**Task:**
Go through the records below and copy out every line holding "args".
━━ Source data
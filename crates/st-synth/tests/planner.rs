// SPDX-License-Identifier: AGPL-3.0-or-later
// © 2025 Ryo ∴ SpiralArchitect (kishkavsesvit@icloud.com)

use st_synth::{plan_shapes, SynthError};

#[test]
fn identical_resolutions_keep_the_label_shape() {
    let plan = plan_shapes(&[16, 16, 16], None, &[1.0; 3], &[1.0; 3], None, None).unwrap();
    assert_eq!(plan.crop_shape, vec![16, 16, 16]);
    assert_eq!(plan.output_shape, vec![16, 16, 16]);
    assert_eq!(plan.padding_margin, None);
    assert_eq!(plan.resample_factor, None);
    assert!(!plan.needs_crop());
    assert!(!plan.needs_resample());
}

#[test]
fn requested_output_is_clamped_to_the_upsampled_labels() {
    let plan = plan_shapes(
        &[16, 16, 16],
        Some(&[40, 40, 40]),
        &[1.0; 3],
        &[0.5; 3],
        None,
        Some(8),
    )
    .unwrap();
    assert_eq!(plan.output_shape, vec![32, 32, 32]);
    assert_eq!(plan.crop_shape, vec![16, 16, 16]);
}

#[test]
fn planning_is_deterministic() {
    let args = (
        [30usize, 21, 17],
        [24usize, 24, 24],
        [1.0f64, 1.0, 1.0],
        [1.5f64, 1.0, 0.7],
        [3usize, 2, 1],
    );
    let first = plan_shapes(&args.0, Some(&args.1), &args.2, &args.3, Some(&args.4), Some(4)).unwrap();
    let second = plan_shapes(&args.0, Some(&args.1), &args.2, &args.3, Some(&args.4), Some(4)).unwrap();
    assert_eq!(first, second);
}

#[test]
fn divisibility_and_clamp_hold_over_a_grid() {
    let resolutions = [[1.0f64, 1.0], [2.0, 1.0], [0.5, 0.75], [1.3, 0.6]];
    for labels in [[17usize, 32], [40, 9], [64, 64]] {
        for target in resolutions {
            for divisor in [None, Some(2usize), Some(4), Some(8)] {
                for requested in [None, Some([24usize, 24]), Some([200, 3])] {
                    let result = plan_shapes(
                        &labels,
                        requested.as_ref().map(|r| &r[..]),
                        &[1.0, 1.0],
                        &target,
                        None,
                        divisor,
                    );
                    let plan = match result {
                        Ok(plan) => plan,
                        // A divisor larger than a clamped axis empties it.
                        Err(SynthError::InvalidValue { .. }) => continue,
                        Err(other) => panic!("unexpected error: {other}"),
                    };
                    if let Some(k) = divisor {
                        assert!(plan.output_shape.iter().all(|&d| d % k == 0), "{plan:?}");
                    }
                    if requested.is_some() {
                        for axis in 0..2 {
                            let factor = 1.0 / target[axis];
                            let limit = (labels[axis] as f64 * factor) as usize;
                            assert!(plan.output_shape[axis] <= limit, "{plan:?}");
                        }
                    }
                    if target == [1.0, 1.0] && requested.is_none() && divisor.is_none() {
                        assert_eq!(plan.crop_shape, plan.output_shape);
                    }
                }
            }
        }
    }
}

#[test]
fn padding_grows_the_working_shape() {
    let plan = plan_shapes(&[10, 12], None, &[1.0, 1.0], &[1.0, 1.0], Some(&[2, 3]), None).unwrap();
    assert_eq!(plan.padded_shape, vec![14, 18]);
    assert_eq!(plan.crop_shape, vec![14, 18]);
    assert_eq!(plan.padding_margin, Some(vec![2, 3]));
}

#[test]
fn mismatched_ranks_are_rejected() {
    let err = plan_shapes(&[10, 12], None, &[1.0, 1.0, 1.0], &[1.0, 1.0, 1.0], None, None)
        .unwrap_err();
    assert!(matches!(err, SynthError::DimensionMismatch { .. }));
}
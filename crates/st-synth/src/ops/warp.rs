// SPDX-License-Identifier: AGPL-3.0-or-later
// © 2025 Ryo ∴ SpiralArchitect (kishkavsesvit@icloud.com)
// Part of SpiralTorch — Licensed under AGPL-3.0-or-later.
// Unauthorized derivative works or closed redistribution prohibited under AGPL §13.

//! Geometric deformation of label maps.
//!
//! Output voxel `x` samples the input at `A · (x + d(x) - c) + t + c`, where
//! `d` is the integrated displacement, `c` the volume centre and `(A, t)` the
//! linear part and translation of the affine matrix.

use ndarray::{ArrayD, IxDyn};

use super::spatial::{interpolate_linear, nearest_index, spatial_indices};

/// Integrates a stationary velocity field (`spatial + [n_dims]`, in voxels)
/// into a displacement field by scaling and squaring.
pub fn integrate_velocity(velocity: &ArrayD<f32>, steps: u32) -> ArrayD<f32> {
    let scale = 0.5f32.powi(i32::try_from(steps).unwrap_or(i32::MAX));
    let mut disp = velocity.mapv(|v| v * scale);
    let n = velocity.ndim() - 1;
    let spatial = velocity.shape()[..n].to_vec();
    let mut sample = vec![0.0f32; n];
    let mut coord = vec![0.0f64; n];
    for _ in 0..steps {
        let mut next = disp.clone();
        for x in spatial_indices(&spatial) {
            let mut index = x.clone();
            index.push(0);
            for axis in 0..n {
                index[n] = axis;
                coord[axis] = x[axis] as f64 + disp[IxDyn(&index)] as f64;
            }
            interpolate_linear(&disp, &coord, &mut sample);
            for axis in 0..n {
                index[n] = axis;
                next[IxDyn(&index)] += sample[axis];
            }
        }
        disp = next;
    }
    disp
}

/// Resamples a label map through the affine and/or displacement field using
/// nearest-neighbour lookup. Points falling outside the volume read as `0`.
pub fn warp_labels(
    labels: &ArrayD<i32>,
    affine: Option<&ArrayD<f32>>,
    displacement: Option<&ArrayD<f32>>,
) -> ArrayD<i32> {
    let n = labels.ndim() - 1;
    let spatial = labels.shape()[..n].to_vec();
    let centre: Vec<f64> = spatial.iter().map(|&len| (len as f64 - 1.0) / 2.0).collect();
    let mut out = ArrayD::zeros(labels.raw_dim());
    let mut moved = vec![0.0f64; n];
    let mut source = vec![0.0f64; n];
    for x in spatial_indices(&spatial) {
        let mut index = x.clone();
        index.push(0);
        for axis in 0..n {
            moved[axis] = x[axis] as f64;
            if let Some(field) = displacement {
                index[n] = axis;
                moved[axis] += field[IxDyn(&index)] as f64;
            }
        }
        match affine {
            Some(matrix) => {
                for row in 0..n {
                    let mut acc = matrix[[row, n]] as f64 + centre[row];
                    for col in 0..n {
                        acc += matrix[[row, col]] as f64 * (moved[col] - centre[col]);
                    }
                    source[row] = acc;
                }
            }
            None => source.copy_from_slice(&moved),
        }
        if let Some(mut src) = nearest_index(&spatial, &source) {
            src.push(0);
            index[n] = 0;
            out[IxDyn(&index)] = labels[IxDyn(&src)];
        }
    }
    out
}
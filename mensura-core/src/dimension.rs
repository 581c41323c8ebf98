//! Dimension types and traits.

/// Marker trait for **dimensions** (Time, Temperature, ElectricResistance …).
///
/// A *dimension* is the category that distinguishes an ohm from a second.
/// Two quantities are compatible if and only if they share a dimension, and
/// that check happens entirely at the type level: arithmetic across
/// dimensions does not compile. You usually model each dimension as an
/// empty enum:
///
/// ```rust
/// use mensura_core::Dimension;
/// pub enum Charge {}
/// impl Dimension for Charge {}
/// ```
pub trait Dimension {}
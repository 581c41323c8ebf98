//! Unit conversion transforms.
//!
//! A [`Converter`] carries the transform taking raw values from one unit's
//! basis to another's. It is built from the two unit values alone — there
//! is no registry — and applies in three lanes:
//!
//! - exact decimal for integer- and decimal-backed values, as
//!   multiply-then-divide so terminating conversions stay exact,
//! - IEEE-754 for float-backed values,
//! - a truncating variant used by scale resolution, which forces the result
//!   back into the source's bounded width or reports failure.

use rust_decimal::prelude::ToPrimitive;
use rust_decimal::Decimal;

use crate::dimension::Dimension;
use crate::error::ArithmeticError;
use crate::numeric::{IntWidth, NumericValue};
use crate::unit::Unit;

/// The shape of a converter's transform over a raw value, as reported by
/// [`Converter::kind`]: `raw' = raw * factor + offset`.
#[derive(Clone, Copy, Debug, PartialEq, Eq)]
pub enum ConverterKind {
    /// Pure rescaling between ratio units.
    Linear {
        /// Ratio of the source scale to the target scale.
        factor: Decimal,
    },
    /// Rescaling plus shift, for interval units such as degree Celsius.
    Affine {
        /// Ratio of the source scale to the target scale.
        factor: Decimal,
        /// Shift expressed in the target unit.
        offset: Decimal,
    },
}

/// Numeric transform from one unit's basis to another's within a dimension.
#[derive(Clone, Copy, Debug, PartialEq, Eq)]
pub struct Converter {
    from_scale: Decimal,
    from_offset: Decimal,
    to_scale: Decimal,
    to_offset: Decimal,
}

impl Converter {
    /// The transform taking raw values in `from` to raw values in `to`.
    pub fn between<D: Dimension>(from: Unit<D>, to: Unit<D>) -> Self {
        Self {
            from_scale: from.scale(),
            from_offset: from.offset(),
            to_scale: to.scale(),
            to_offset: to.offset(),
        }
    }

    /// Describes the transform as a single factor (and offset, when the
    /// endpoints differ in origin).
    ///
    /// The collapsed factor is descriptive: application always goes through
    /// the exact multiply-then-divide pipeline. Collapsing fails when the
    /// factor itself leaves the decimal range, e.g. across more than 28
    /// decades of prefix.
    pub fn kind(&self) -> Result<ConverterKind, ArithmeticError> {
        let factor = self
            .from_scale
            .checked_div(self.to_scale)
            .ok_or(ArithmeticError::Unrepresentable)?;
        if factor.is_zero() {
            // Underflow: unit scales are never zero.
            return Err(ArithmeticError::Unrepresentable);
        }
        let offset = self
            .from_offset
            .checked_sub(self.to_offset)
            .and_then(|shift| shift.checked_div(self.to_scale))
            .ok_or(ArithmeticError::Unrepresentable)?;
        Ok(if offset.is_zero() {
            ConverterKind::Linear { factor }
        } else {
            ConverterKind::Affine { factor, offset }
        })
    }

    /// True when applying the converter returns its input unchanged.
    pub fn is_identity(&self) -> bool {
        self.from_scale == self.to_scale && self.from_offset == self.to_offset
    }

    /// Value-preserving application.
    ///
    /// Integer-backed values convert through exact decimal arithmetic; the
    /// original width is kept when the result is integral and in range,
    /// otherwise the result is promoted to decimal rather than truncated.
    pub fn apply(&self, value: NumericValue) -> Result<NumericValue, ArithmeticError> {
        if self.is_identity() {
            return Ok(value);
        }
        let width = match value {
            NumericValue::F64(v) => return Ok(NumericValue::F64(self.apply_f64(v))),
            NumericValue::Dec(v) => return self.apply_exact(v).map(NumericValue::Dec),
            NumericValue::I16(_) => IntWidth::W16,
            NumericValue::I32(_) => IntWidth::W32,
            NumericValue::I64(_) => IntWidth::W64,
        };
        let exact = self.apply_exact(value.to_decimal()?)?;
        Ok(refit_integer(exact, width))
    }

    /// Application that keeps integer-backed values in their bounded width,
    /// truncating toward zero and failing with `Unrepresentable` when the
    /// converted value does not fit.
    pub fn apply_trunc(&self, value: NumericValue) -> Result<NumericValue, ArithmeticError> {
        if self.is_identity() {
            return Ok(value);
        }
        let width = match value {
            NumericValue::F64(v) => return Ok(NumericValue::F64(self.apply_f64(v))),
            NumericValue::Dec(v) => return self.apply_exact(v).map(NumericValue::Dec),
            NumericValue::I16(_) => IntWidth::W16,
            NumericValue::I32(_) => IntWidth::W32,
            NumericValue::I64(_) => IntWidth::W64,
        };
        let exact = self.apply_exact(value.to_decimal()?)?;
        trunc_integer(exact, width)
    }

    /// Application in the `f64` lane. Total: out-of-range intermediates
    /// follow IEEE-754 into infinities instead of failing.
    pub fn apply_f64(&self, value: f64) -> f64 {
        let base = value * self.from_scale.to_f64().unwrap_or(f64::NAN)
            + self.from_offset.to_f64().unwrap_or(f64::NAN);
        (base - self.to_offset.to_f64().unwrap_or(f64::NAN))
            / self.to_scale.to_f64().unwrap_or(f64::NAN)
    }

    // base = raw * from_scale + from_offset; raw' = (base - to_offset) / to_scale.
    // Dividing last keeps every terminating conversion exact.
    fn apply_exact(&self, value: Decimal) -> Result<Decimal, ArithmeticError> {
        let base = value
            .checked_mul(self.from_scale)
            .and_then(|b| b.checked_add(self.from_offset))
            .ok_or(ArithmeticError::Unrepresentable)?;
        base.checked_sub(self.to_offset)
            .and_then(|b| b.checked_div(self.to_scale))
            .ok_or(ArithmeticError::Unrepresentable)
    }
}

fn refit_integer(exact: Decimal, width: IntWidth) -> NumericValue {
    if exact.is_integer() {
        if let Some(i) = exact.to_i64() {
            if let Ok(v) = NumericValue::narrow(i, width) {
                return v;
            }
        }
    }
    NumericValue::Dec(exact)
}

fn trunc_integer(exact: Decimal, width: IntWidth) -> Result<NumericValue, ArithmeticError> {
    let t = exact
        .trunc()
        .to_i64()
        .ok_or(ArithmeticError::Unrepresentable)?;
    NumericValue::narrow(t, width).map_err(|_| ArithmeticError::Unrepresentable)
}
━━━━
**Solution for this task:**
    let args = (
    let first = plan_shapes(&args.0, Some(&args.1), &args.2, &args.3, Some(&args.4), Some(4)).unwrap();
    let second = plan_shapes(&args.0, Some(&args.1), &args.2, &args.3, Some(&args.4), Some(4)).unwrap();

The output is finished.